*Exercise instructions:* From the material below, give the number of lines that hold the string "TocEntry" and nothing further.

Data records below:

#[cfg(test)]
mod tests {
    use super::*;
    use test_log::test;

    fn book() -> OutlineContainer {
        OutlineContainer::from_items(
            vec![
                ("Root", 0, Chapter::root()),
                ("Ch1", 5, Chapter::new([0])),
                ("Ch1.1", 10, Chapter::new([0, 0])),
                ("Ch1.2", 12, Chapter::new([0, 1])),
                ("Ch2", 20, Chapter::new([1])),
                ("Ch2.1", 22, Chapter::new([1, 0])),
                ("Ch3", 30, Chapter::new([2])),
            ],
            1,
        )
        .unwrap()
    }

    fn labels(container: &OutlineContainer) -> Vec<(&str, String)> {
        container
            .items()
            .iter()
            .map(|item| (item.label.as_str(), item.chapter.to_string()))
            .collect()
    }

    fn id_of(container: &OutlineContainer, label: &str) -> OutlineId {
        container
            .items()
            .iter()
            .find(|item| item.label == label)
            .map(|item| item.id)
            .unwrap()
    }

    #[test]
    fn test_lookup_by_page_and_depth_limit() {
        let outline = book();
        assert_eq!(outline.get(&OutlineSelector::Page(10), false).unwrap().label, "Ch1.1");
        assert_eq!(outline.get(&OutlineSelector::Page(10), true).unwrap().label, "Ch1");
        assert!(outline.get(&OutlineSelector::Page(11), false).is_none());
        let limited: Vec<&str> = outline
            .depth_limited_list()
            .iter()
            .map(|item| item.label.as_str())
            .collect();
        assert_eq!(limited, vec!["Root", "Ch1", "Ch2", "Ch3"]);
    }

    #[test]
    fn test_relative_lookups() {
        let outline = book();
        let ch1_2 = Chapter::new([0, 1]);
        assert_eq!(
            outline.get(&OutlineSelector::NextAfter(ch1_2.clone()), false).unwrap().label,
            "Ch2"
        );
        assert_eq!(
            outline.get(&OutlineSelector::PreviousBefore(ch1_2.clone()), false).unwrap().label,
            "Ch1.1"
        );
        assert_eq!(
            outline.get(&OutlineSelector::PreviousBefore(ch1_2.clone()), true).unwrap().label,
            "Root"
        );
        assert_eq!(
            outline.get(&OutlineSelector::NextAfter(ch1_2), true).unwrap().label,
            "Ch2"
        );
        assert!(outline
            .get(&OutlineSelector::PreviousBefore(Chapter::root()), false)
            .is_none());
        assert!(outline
            .get(&OutlineSelector::NextAfter(Chapter::new([2])), false)
            .is_none());
        assert_eq!(
            outline
                .get(&OutlineSelector::Chapter(Chapter::new([1, 0])), true)
                .unwrap()
                .label,
            "Ch2"
        );
    }

    #[test]
    fn test_duplicate_chapter_rejected() {
        let result = OutlineContainer::from_items(
            vec![("A", 0, Chapter::new([0])), ("B", 1, Chapter::new([0]))],
            1,
        );
        assert!(matches!(result, Err(MarginaliaError::DuplicateChapter(_))));
    }

    #[test]
    fn test_orphans_and_gaps_normalized() {
        let outline = OutlineContainer::from_items(
            vec![
                ("Ch5", 50, Chapter::new([4])),
                ("Lost", 60, Chapter::new([7, 3, 2])),
                ("Ch1", 10, Chapter::new([0])),
                ("Ch5.3", 55, Chapter::new([4, 2])),
            ],
            1,
        )
        .unwrap();
        assert_eq!(
            labels(&outline),
            vec![
                ("Ch1", "0".to_string()),
                ("Ch5", "1".to_string()),
                ("Ch5.3", "1,0".to_string()),
                ("Lost", "2".to_string()),
            ]
        );
        outline.validate().unwrap();
        assert!(outline.root().is_none());
        assert_eq!(outline.item_at(&Chapter::new([0])).unwrap().parent, None);
    }

    #[test]
    fn test_add_sibling_below_renumbers_followers() {
        let mut outline = book();
        let ch1 = id_of(&outline, "Ch1");
        let outcome = outline.add_sibling_below(&ch1, "New").unwrap();
        let new_id = outcome.inserted.unwrap();
        assert_eq!(outline.item(&new_id).unwrap().chapter, Chapter::new([1]));
        assert_eq!(outline.item(&new_id).unwrap().page, 5);
        let ch2_1 = id_of(&outline, "Ch2.1");
        assert_eq!(outline.item(&ch2_1).unwrap().chapter, Chapter::new([2, 0]));
        let moved: BTreeSet<OutlineId> = outcome.changes.iter().map(|c| c.id).collect();
        assert_eq!(moved.len(), 3);
        assert!(moved.contains(&ch2_1));
    }

    #[test]
    fn test_add_child_appends_last() {
        let mut outline = book();
        let ch1 = id_of(&outline, "Ch1");
        let outcome = outline.add_child(&ch1, "Ch1.3").unwrap();
        assert!(outcome.changes.is_empty());
        let new_item = outline.item(&outcome.inserted.unwrap()).unwrap();
        assert_eq!(new_item.chapter, Chapter::new([0, 2]));
        assert_eq!(new_item.parent, Some(ch1));

        let root = outline.root().unwrap().id;
        let outcome = outline.add_child(&root, "Ch4").unwrap();
        assert_eq!(
            outline.item(&outcome.inserted.unwrap()).unwrap().chapter,
            Chapter::new([3])
        );
    }

    #[test]
    fn test_delete_removes_subtree() {
        let mut outline = book();
        let ch1 = id_of(&outline, "Ch1");
        let outcome = outline.delete_item(&ch1).unwrap();
        assert_eq!(outcome.removed.len(), 3);
        assert_eq!(
            labels(&outline),
            vec![
                ("Root", "".to_string()),
                ("Ch2", "0".to_string()),
                ("Ch2.1", "0,0".to_string()),
                ("Ch3", "1".to_string()),
            ]
        );
        let root = outline.root().unwrap().id;
        assert!(matches!(
            outline.delete_item(&root),
            Err(MarginaliaError::InvalidEdit(_))
        ));
    }

    #[test]
    fn test_shift_left_moves_after_parent() {
        let mut outline = book();
        let ch1_1 = id_of(&outline, "Ch1.1");
        outline.shift_left(&ch1_1).unwrap();
        assert_eq!(
            labels(&outline),
            vec![
                ("Root", "".to_string()),
                ("Ch1", "0".to_string()),
                ("Ch1.2", "0,0".to_string()),
                ("Ch1.1", "1".to_string()),
                ("Ch2", "2".to_string()),
                ("Ch2.1", "2,0".to_string()),
                ("Ch3", "3".to_string()),
            ]
        );
        let ch2 = id_of(&outline, "Ch2");
        assert!(matches!(
            outline.shift_left(&ch2),
            Err(MarginaliaError::InvalidEdit(_))
        ));
    }

    #[test]
    fn test_shift_right_nests_under_previous_sibling() {
        let mut outline = book();
        let ch2 = id_of(&outline, "Ch2");
        let outcome = outline.shift_right(&ch2).unwrap();
        assert_eq!(
            labels(&outline),
            vec![
                ("Root", "".to_string()),
                ("Ch1", "0".to_string()),
                ("Ch1.1", "0,0".to_string()),
                ("Ch1.2", "0,1".to_string()),
                ("Ch2", "0,2".to_string()),
                ("Ch2.1", "0,2,0".to_string()),
                ("Ch3", "1".to_string()),
            ]
        );
        assert_eq!(outline.parent(&ch2).unwrap().label, "Ch1");
        assert_eq!(outcome.changes.len(), 3);

        let before = outline.clone();
        let ch1 = id_of(&outline, "Ch1");
        assert!(matches!(
            outline.shift_right(&ch1),
            Err(MarginaliaError::InvalidEdit(_))
        ));
        assert_eq!(outline, before);
    }

    #[test]
    fn test_unknown_id() {
        let mut outline = book();
        assert!(matches!(
            outline.delete_item(&OutlineId::new()),
            Err(MarginaliaError::NotFound(_))
        ));
    }

    #[test]
    fn test_toc_clamps_depth_jumps() {
        let outline = OutlineContainer::from_toc(
            vec![
                TocEntry::new("Book", 0, 0),
                TocEntry::new("Part", 1, 1),
                TocEntry::new("Deep", 2, 4),
                TocEntry::new("Next", 3, 2),
            ],
            1,
        );
        assert_eq!(
            labels(&outline),
            vec![
                ("Book", "".to_string()),
                ("Part", "0".to_string()),
                ("Deep", "0,0".to_string()),
                ("Next", "0,1".to_string()),
            ]
        );
        outline.validate().unwrap();
    }

    #[test]
    fn test_tree_and_records_round_trip() {
        let outline = OutlineContainer::from_tree(
            vec![
                TocNode {
                    label: "A".to_string(),
                    page: 1,
                    children: vec![TocNode {
                        label: "A.1".to_string(),
                        page: 2,
                        children: Vec::new(),
                    }],
                },
                TocNode {
                    label: "B".to_string(),
                    page: 3,
                    children: Vec::new(),
                },
            ],
            2,
        );
        assert_eq!(
            labels(&outline),
            vec![
                ("A", "0".to_string()),
                ("A.1", "0,0".to_string()),
                ("B", "1".to_string()),
            ]
        );
        let restored = OutlineContainer::from_records(outline.to_records(), 2).unwrap();
        assert_eq!(restored, outline);

        let mut records = outline.to_records();
        records[1].id = records[0].id;
        assert!(matches!(
            OutlineContainer::from_records(records, 2),
            Err(MarginaliaError::StructuralInvariant(_))
        ));
    }

    #[test]
    fn test_children_and_parent_links() {
        let outline = book();
        let ch1 = id_of(&outline, "Ch1");
        let children: Vec<&str> = outline
            .children(&ch1)
            .iter()
            .map(|item| item.label.as_str())
            .collect();
        assert_eq!(children, vec!["Ch1.1", "Ch1.2"]);
        let root = outline.root().unwrap().id;
        assert_eq!(outline.parent(&ch1).unwrap().id, root);
        assert_eq!(outline.children(&root).len(), 3);
    }
}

End of Data records.

*Expected output:* 4